The 1980s-era visitor center that obscured the river has been torn down and replaced with new walking paths and scenic overlooks surrounded by native plantings and interpretative signage.

"As soon as you drive up, it's such a dramatic difference. It is just so inviting in a way that it hasn't been before." said Amber Annis, the Historical Society's director of Native American Initiatives.

The visitor center has been relocated to a restored 1904 cavalry barracks, which had previously been closed to the public. The public can tour the exhibits and gathering spaces in the 19,000-square-foot building. The new visitor center will now be open year-round.

Just as the physical site is at the confluence of the Mississippi and Minnesota rivers, Fort Snelling is also a convergence of people and cultures, said Ben Leonard, the Historical Society's senior site director.

The revitalization more fully acknowledges that complex and long history. The sign at the entry tells visitors this is a place of "diplomacy and conflict; pride and tragedy; service and sacrifice."

"This place means so many things to so many different people," Leonard said. "This is a very complex site. This is a site of tremendous tragedy. It's also a site of honor and pride."

All the original military history including the fort's instrumental roles in the creation of Minnesota, the Civil War, World War I and World War II remain on display.

U.S. Army Lt. Zebulon Pike selected the site for a fort that was completed in 1825, more than three decades before Minnesota became a state. Nearly 25,000 soldiers passed through Fort Snelling during the Civil War. More than 300,000 men and women joined the U.S. military at Fort Snelling during World War II.

Now, other aspects of the site's history are being more thoroughly explored. That includes delving more deeply into the history of Native people, traders and enslaved people who lived at the fort as well as soldiers.

Leonard said they're accomplishing this more expansive storytelling by greatly increasing the public's access to the existing 22-acre site.

"We weren't utilizing and inviting the public into all those spaces, and now we are," Leonard said.

As far back as 10,000 years ago, Native people hunted and fished and established camps at this location. Dakota people call the site Bdote, which means "a place where two rivers come together." Many of the new signs along the new outdoor paths identify plants by their Dakota names and explain their cultural significance.

"This is Dakota ancestral homeland," Annis said. "This place has such an amazing and long legacy."

The fort was also a place of suffering, and interpretative signs and exhibits address that.

The fort was the site of a concentration camp for 1,600 Dakota following the U.S.-Dakota War of 1862. The vast majority of people held were children, women and elderly, and an estimated 130 to 300 Dakota people died over the winter of 1862-63, mainly due to diseases and harsh conditions.

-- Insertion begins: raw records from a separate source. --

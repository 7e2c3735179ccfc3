//! Backtesting engine — execution model, portfolio state, and the bar loop.

pub mod execution;
pub mod loop_runner;
pub mod portfolio;

pub use execution::{ExecutionParams, SameBarTieBreak};
pub use loop_runner::{run_backtest, RunOutput};
pub use portfolio::Portfolio;

use thiserror::Error;

#[derive(Debug, Error, PartialEq, Eq)]
pub enum RunError {
    #[error("bar series is empty")]
    NoData,
}
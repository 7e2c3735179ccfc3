//! TradeRecord — a completed round-trip trade.

use super::position::TradeDirection;
use chrono::NaiveDate;
use serde::{Deserialize, Serialize};

/// Why a position was closed.
#[derive(Debug, Clone, Copy, PartialEq, Eq, Serialize, Deserialize)]
#[serde(rename_all = "snake_case")]
pub enum ExitReason {
    StopLoss,
    TakeProfit,
    /// The strategy produced an exit (or opposing) signal.
    Signal,
    /// Forced close at the final bar so equity and trade count stay defined.
    EndOfData,
}

/// A complete round-trip trade record: entry → exit.
///
/// Immutable once closed — appended to the run's trade list and never
/// mutated afterwards.
#[derive(Debug, Clone, Serialize, Deserialize)]
pub struct TradeRecord {
    pub side: TradeDirection,

    pub entry_bar: usize,
    pub entry_date: NaiveDate,
    pub entry_price: f64,

    pub exit_bar: usize,
    pub exit_date: NaiveDate,
    pub exit_price: f64,

    pub size: f64,

    /// Net P&L: `(exit - entry) * size * sign` minus both commissions.
    pub pnl: f64,
    /// Net P&L as a percentage of entry notional.
    pub pnl_pct: f64,

    pub exit_reason: ExitReason,
}

impl TradeRecord {
    /// Winners are strictly positive; `pnl == 0` counts as a loss so that
    /// win rate and loss share always sum to 100%.
    pub fn is_winner(&self) -> bool {
        self.pnl > 0.0
    }

    pub fn bars_held(&self) -> usize {
        self.exit_bar.saturating_sub(self.entry_bar)
    }
}
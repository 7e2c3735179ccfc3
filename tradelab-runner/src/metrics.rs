//! Performance metrics — pure functions that compute run statistics.
//!
//! Every metric is a pure function: equity curve and/or trade list in,
//! scalar out. Percent-valued metrics are expressed in percent (2.5 means
//! 2.5%), and max drawdown is reported as a non-positive number. Any
//! metric whose inputs are degenerate (no trades, no losses, constant
//! equity) collapses to 0.0 rather than NaN.

use serde::{Deserialize, Serialize};
use tradelab_core::domain::{EquityPoint, TradeRecord};

/// Aggregate performance metrics for a single backtest run.
#[derive(Debug, Clone, Serialize, Deserialize)]
pub struct BacktestMetrics {
    /// Percent gain over starting capital.
    pub total_return: f64,
    /// Percent of trades with positive P&L.
    pub win_rate: f64,
    /// Deepest peak-to-trough equity decline, in percent (<= 0).
    pub max_drawdown: f64,
    /// Annualized Sharpe ratio of per-bar equity returns.
    pub sharpe_ratio: f64,
    pub total_trades: usize,
    /// Gross profit over gross loss.
    pub profit_factor: f64,
    /// Average win over average absolute loss.
    pub risk_reward_ratio: f64,
    /// Longest run of consecutive winning trades.
    pub best_streak: usize,
    /// Longest run of consecutive losing trades.
    pub worst_streak: usize,
}

impl BacktestMetrics {
    pub fn compute(
        equity_curve: &[EquityPoint],
        trades: &[TradeRecord],
        starting_capital: f64,
    ) -> Self {
        let (best_streak, worst_streak) = streaks(trades);
        Self {
            total_return: total_return(equity_curve, starting_capital),
            win_rate: win_rate(trades),
            max_drawdown: max_drawdown(equity_curve),
            sharpe_ratio: sharpe_ratio(equity_curve),
            total_trades: trades.len(),
            profit_factor: profit_factor(trades),
            risk_reward_ratio: risk_reward_ratio(trades),
            best_streak,
            worst_streak,
        }
    }
}

/// Total return in percent: (final - starting_capital) / starting_capital
/// * 100. The baseline is the run's starting capital, not the first
/// equity point, so a loss on the very first bar still counts.
pub fn total_return(equity_curve: &[EquityPoint], starting_capital: f64) -> f64 {
    let last = match equity_curve.last() {
        Some(last) => last.equity,
        None => return 0.0,
    };
    if starting_capital <= 0.0 {
        return 0.0;
    }
    (last - starting_capital) / starting_capital * 100.0
}

/// Percent of closed trades with strictly positive P&L.
pub fn win_rate(trades: &[TradeRecord]) -> f64 {
    if trades.is_empty() {
        return 0.0;
    }
    let wins = trades.iter().filter(|trade| trade.is_winner()).count();
    wins as f64 / trades.len() as f64 * 100.0
}

/// Deepest drawdown in percent, as a non-positive number.
pub fn max_drawdown(equity_curve: &[EquityPoint]) -> f64 {
    let mut peak = f64::NEG_INFINITY;
    let mut worst = 0.0_f64;
    for point in equity_curve {
        peak = peak.max(point.equity);
        if peak > 0.0 {
            let dd = (point.equity - peak) / peak * 100.0;
            worst = worst.min(dd);
        }
    }
    worst
}

/// Annualized Sharpe ratio of per-bar equity returns.
///
/// mean / sample-std (n - 1) of bar-over-bar percent changes, scaled by
/// sqrt(252). Constant equity or fewer than two bars yields 0.0.
pub fn sharpe_ratio(equity_curve: &[EquityPoint]) -> f64 {
    let returns: Vec<f64> = equity_curve
        .windows(2)
        .filter(|pair| pair[0].equity > 0.0)
        .map(|pair| (pair[1].equity - pair[0].equity) / pair[0].equity)
        .collect();
    if returns.len() < 2 {
        return 0.0;
    }
    let mean = returns.iter().sum::<f64>() / returns.len() as f64;
    let variance = returns
        .iter()
        .map(|r| {
            let diff = r - mean;
            diff * diff
        })
        .sum::<f64>()
        / (returns.len() - 1) as f64;
    let std = variance.sqrt();
    if std < 1e-15 {
        return 0.0;
    }
    mean / std * (252.0_f64).sqrt()
}

/// Gross profit / gross loss. Zero when there are no losing trades.
pub fn profit_factor(trades: &[TradeRecord]) -> f64 {
    let gross_profit: f64 = trades.iter().map(|t| t.pnl.max(0.0)).sum();
    let gross_loss: f64 = trades.iter().map(|t| (-t.pnl).max(0.0)).sum();
    if gross_loss <= 0.0 {
        return 0.0;
    }
    gross_profit / gross_loss
}

/// Average winning P&L / average absolute losing P&L. Zero when either
/// side is empty.
pub fn risk_reward_ratio(trades: &[TradeRecord]) -> f64 {
    let wins: Vec<f64> = trades
        .iter()
        .filter(|t| t.is_winner())
        .map(|t| t.pnl)
        .collect();
    let losses: Vec<f64> = trades
        .iter()
        .filter(|t| !t.is_winner())
        .map(|t| t.pnl.abs())
        .collect();
    if wins.is_empty() || losses.is_empty() {
        return 0.0;
    }
    let avg_win = wins.iter().sum::<f64>() / wins.len() as f64;
    let avg_loss = losses.iter().sum::<f64>() / losses.len() as f64;
    if avg_loss <= 0.0 {
        return 0.0;
    }
    avg_win / avg_loss
}

/// (longest winning streak, longest losing streak), scanning trades in
/// close order.
pub fn streaks(trades: &[TradeRecord]) -> (usize, usize) {
    let mut best = 0usize;
    let mut worst = 0usize;
    let mut current_wins = 0usize;
    let mut current_losses = 0usize;
    for trade in trades {
        if trade.is_winner() {
            current_wins += 1;
            current_losses = 0;
        } else {
            current_losses += 1;
            current_wins = 0;
        }
        best = best.max(current_wins);
        worst = worst.max(current_losses);
    }
    (best, worst)
}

Even though Minnesota was free territory that sent thousands to fight for the republic in the Civil War, enslaved people, brought by military officers, were held at the fort — including Dred Scott, who later famously sued for his freedom.

During World War II, the fort was home to the Military Intelligence Service Language School, where Japanese American soldiers trained for overseas service as interpreters, interrogators and intelligence workers even as their own families were interned and stripped of their freedoms in the United States.

While history is what draws more than 65,000 visitors to the site each year, the revitalization includes several modern updates including more meeting spaces and classrooms, accessible restrooms, a museum store, all-terrain wheelchairs for visitors with limited mobility and grab-and-go food and beverage services.

Kent Whitworth, the Historical Society's director and CEO, said in a written statement that telling the complex history of this site will better inform and serve future generations.

"Our guiding vision for the Historic Fort Snelling revitalization has been to inspire a better future by providing a place to learn, share and connect to all of the complex stories that shape history in Minnesota," Whitworth said.